Gaps in knowledge:  There are gaps in understanding the system-level impacts of fishing and spatial/temporal effects of fishing on community structure and prey availability.  Validation and improvements in system-level predator/prey models and indicators are needed along with research and models focused on understanding spatial processes.  Improvements in the monitoring system should include better mapping of corals and other benthic organisms, development of a system for prioritizing non-target species bycatch information in groundfish fisheries, and identification of genetic subcomponents of stocks.  In the face of this uncertainty, additional protection of sensitive or rare ecosystem components such as corals or local spawning aggregations should be considered.   Improvements in understanding both the nature and direction of future climate variability and effects on biota are critical.  An indicator of secondary production or zooplankton availability would improve our understanding of marine ecosystem dynamics and in prediction of groundfish recruitment and survival.

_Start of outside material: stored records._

//! agent_install, agent_activate and agent_message tool implementations.

use offline_client::{ActivationOutcome, Agent, AgentEvent, EventOutcome, InstallReport, MessageOutcome};
use rmcp::{ErrorData as McpError, model::CallToolResult};
use schemars::JsonSchema;
use serde::{Deserialize, Serialize};

use super::json_result;
use crate::error::ToolError;

/// Parameters for the agent_activate tool.
#[derive(Debug, Clone, Default, Serialize, Deserialize, JsonSchema)]
pub struct AgentActivateParams {
    /// Whether a previous agent version still controls open pages.
    #[serde(default)]
    pub previous_controls_clients: bool,
}

/// Parameters for the agent_message tool.
#[derive(Debug, Clone, Serialize, Deserialize, JsonSchema)]
pub struct AgentMessageParams {
    /// Message payload posted by a page, e.g. "SKIP_WAITING".
    pub data: String,
}

#[derive(Debug, Clone, Serialize)]
struct MessageOutput {
    outcome: MessageOutcome,
    skip_waiting: bool,
}

pub async fn install_impl(agent: &Agent) -> Result<CallToolResult, McpError> {
    let report: InstallReport = match agent.dispatch(AgentEvent::Install).await? {
        EventOutcome::Installed(report) => report,
        other => return Err(unexpected(other)),
    };
    json_result(&report)
}

pub async fn activate_impl(agent: &Agent, params: AgentActivateParams) -> Result<CallToolResult, McpError> {
    let event = AgentEvent::Activate { previous_controls_clients: params.previous_controls_clients };
    let outcome: ActivationOutcome = match agent.dispatch(event).await? {
        EventOutcome::Activation(outcome) => outcome,
        other => return Err(unexpected(other)),
    };
    json_result(&outcome)
}

pub async fn message_impl(agent: &Agent, params: AgentMessageParams) -> Result<CallToolResult, McpError> {
    let outcome = match agent.dispatch(AgentEvent::Message(params.data)).await? {
        EventOutcome::Message(outcome) => outcome,
        other => return Err(unexpected(other)),
    };
    json_result(&MessageOutput { outcome, skip_waiting: agent.skip_waiting_requested() })
}

fn unexpected(outcome: EventOutcome) -> McpError {
    ToolError::OutputFailed(format!("unexpected event outcome: {outcome:?}")).into()
}

#[cfg(test)]
mod tests {
    use super::*;
    use crate::tools::result_json;
    use crate::tools::testing::fixture;
    use offline_core::CacheStorage;

    #[tokio::test]
    async fn test_install_reports_assets() {
        let fx = fixture().await;
        fx.network.set_online(true);

        let result = install_impl(&fx.agent).await.unwrap();
        let json = result_json(&result);
        assert_eq!(json["cache_name"], "devis-app-static-v1");
        assert_eq!(json["assets"].as_array().unwrap().len(), 2);
        assert_eq!(json["assets"][1]["status"], "cached");
        assert_eq!(json["skip_waiting"], true);
    }

    #[tokio::test]
    async fn test_activate_removes_old_stores() {
        let fx = fixture().await;
        fx.db.open_cache("devis-app-static-v0").await.unwrap();
        install_impl(&fx.agent).await.unwrap();

        let result = activate_impl(&fx.agent, AgentActivateParams::default()).await.unwrap();
        let json = result_json(&result);
        assert_eq!(json["outcome"], "activated");
        assert_eq!(json["deleted"][0], "devis-app-static-v0");
        assert_eq!(fx.db.keys().await.unwrap(), vec!["devis-app-static-v1".to_string()]);
    }

    #[tokio::test]
    async fn test_activate_before_install_fails() {
        let fx = fixture().await;
        let result = activate_impl(&fx.agent, AgentActivateParams::default()).await;
        assert!(result.is_err());
    }

    #[tokio::test]
    async fn test_message_skip_waiting() {
        let fx = fixture().await;
        let result = message_impl(&fx.agent, AgentMessageParams { data: "SKIP_WAITING".into() })
            .await
            .unwrap();
        let json = result_json(&result);
        assert_eq!(json["outcome"], "skip_waiting");
        assert_eq!(json["skip_waiting"], true);

        let result = message_impl(&fx.agent, AgentMessageParams { data: "hello".into() })
            .await
            .unwrap();
        assert_eq!(result_json(&result)["outcome"], "ignored");
    }
}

Conclusions and future research needs:  No significant adverse impacts of fishing on the ecosystem relating to predator/prey interactions and energy flow/removal, diversity, or habitat are noted.  There are, however, several cases where those impacts are unknown because of incomplete information on population abundance of certain species such as forage fish or HAPC biota not well-sampled by surveys.  Identification of thresholds and limits through further analyses, research, and modeling is also needed to identify impacts.  Also, not included in this assessment was an objective that addressed socio-economic factors.  This is something that should be included in future drafts.